++++ Working data

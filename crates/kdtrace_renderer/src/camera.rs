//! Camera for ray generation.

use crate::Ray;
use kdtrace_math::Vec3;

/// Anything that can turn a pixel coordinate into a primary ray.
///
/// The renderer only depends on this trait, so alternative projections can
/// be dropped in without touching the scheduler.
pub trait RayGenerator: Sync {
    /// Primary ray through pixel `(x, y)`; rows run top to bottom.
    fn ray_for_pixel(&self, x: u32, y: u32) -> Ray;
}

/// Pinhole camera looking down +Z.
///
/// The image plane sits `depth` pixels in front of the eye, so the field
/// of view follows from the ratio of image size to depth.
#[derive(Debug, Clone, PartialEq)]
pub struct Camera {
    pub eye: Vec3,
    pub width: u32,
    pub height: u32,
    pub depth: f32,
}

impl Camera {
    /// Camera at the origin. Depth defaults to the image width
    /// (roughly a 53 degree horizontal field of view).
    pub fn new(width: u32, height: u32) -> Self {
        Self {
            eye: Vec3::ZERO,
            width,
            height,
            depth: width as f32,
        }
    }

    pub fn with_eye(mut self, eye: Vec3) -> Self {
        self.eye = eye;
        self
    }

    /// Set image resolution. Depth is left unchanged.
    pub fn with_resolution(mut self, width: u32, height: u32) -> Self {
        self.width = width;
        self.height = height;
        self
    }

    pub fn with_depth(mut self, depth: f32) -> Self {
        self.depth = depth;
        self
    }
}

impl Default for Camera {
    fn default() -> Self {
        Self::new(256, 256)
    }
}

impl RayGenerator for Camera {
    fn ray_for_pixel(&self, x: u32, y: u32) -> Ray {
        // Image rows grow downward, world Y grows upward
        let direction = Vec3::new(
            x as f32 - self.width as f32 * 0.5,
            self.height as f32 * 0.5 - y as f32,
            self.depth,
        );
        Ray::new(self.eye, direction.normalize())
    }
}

++++++++
++++ Working data

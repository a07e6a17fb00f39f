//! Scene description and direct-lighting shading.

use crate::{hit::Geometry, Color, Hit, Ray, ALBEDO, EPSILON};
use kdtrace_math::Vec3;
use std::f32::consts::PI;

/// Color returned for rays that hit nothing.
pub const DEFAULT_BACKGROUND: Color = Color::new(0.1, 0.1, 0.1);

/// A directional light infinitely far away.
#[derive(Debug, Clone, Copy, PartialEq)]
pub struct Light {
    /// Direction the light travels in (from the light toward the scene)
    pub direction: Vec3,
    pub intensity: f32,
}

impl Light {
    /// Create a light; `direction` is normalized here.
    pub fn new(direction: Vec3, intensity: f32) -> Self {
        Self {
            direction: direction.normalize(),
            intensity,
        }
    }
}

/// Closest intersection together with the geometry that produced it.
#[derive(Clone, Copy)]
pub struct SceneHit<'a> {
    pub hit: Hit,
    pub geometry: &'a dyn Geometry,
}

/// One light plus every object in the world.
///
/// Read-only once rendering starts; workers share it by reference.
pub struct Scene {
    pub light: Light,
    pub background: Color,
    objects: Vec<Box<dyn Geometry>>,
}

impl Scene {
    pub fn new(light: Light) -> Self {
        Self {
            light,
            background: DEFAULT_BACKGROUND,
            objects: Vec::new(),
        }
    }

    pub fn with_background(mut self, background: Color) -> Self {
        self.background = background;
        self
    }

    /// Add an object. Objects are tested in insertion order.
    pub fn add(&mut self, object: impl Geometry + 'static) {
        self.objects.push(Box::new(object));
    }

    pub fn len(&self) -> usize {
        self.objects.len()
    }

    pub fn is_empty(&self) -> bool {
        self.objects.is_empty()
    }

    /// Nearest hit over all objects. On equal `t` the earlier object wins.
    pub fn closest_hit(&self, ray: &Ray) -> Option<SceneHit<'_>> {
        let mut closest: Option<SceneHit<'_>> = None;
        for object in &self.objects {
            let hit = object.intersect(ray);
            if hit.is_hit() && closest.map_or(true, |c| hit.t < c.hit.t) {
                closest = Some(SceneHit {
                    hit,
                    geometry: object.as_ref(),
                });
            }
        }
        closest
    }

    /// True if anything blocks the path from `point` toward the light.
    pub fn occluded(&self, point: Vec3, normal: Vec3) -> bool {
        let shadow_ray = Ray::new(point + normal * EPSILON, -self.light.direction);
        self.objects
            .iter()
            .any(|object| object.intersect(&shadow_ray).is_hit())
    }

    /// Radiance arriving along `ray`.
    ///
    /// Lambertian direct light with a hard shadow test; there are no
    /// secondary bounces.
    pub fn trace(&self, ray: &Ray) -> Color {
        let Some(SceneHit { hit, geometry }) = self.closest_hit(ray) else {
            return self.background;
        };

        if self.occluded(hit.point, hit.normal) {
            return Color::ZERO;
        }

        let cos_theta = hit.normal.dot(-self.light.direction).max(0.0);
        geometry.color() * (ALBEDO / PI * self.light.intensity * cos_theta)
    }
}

++++++++

→ **Exercise**
Scan the records above for the word "RayGenerator". Copy each line that has it.

→ **Solution**
pub trait RayGenerator: Sync {
impl RayGenerator for Camera {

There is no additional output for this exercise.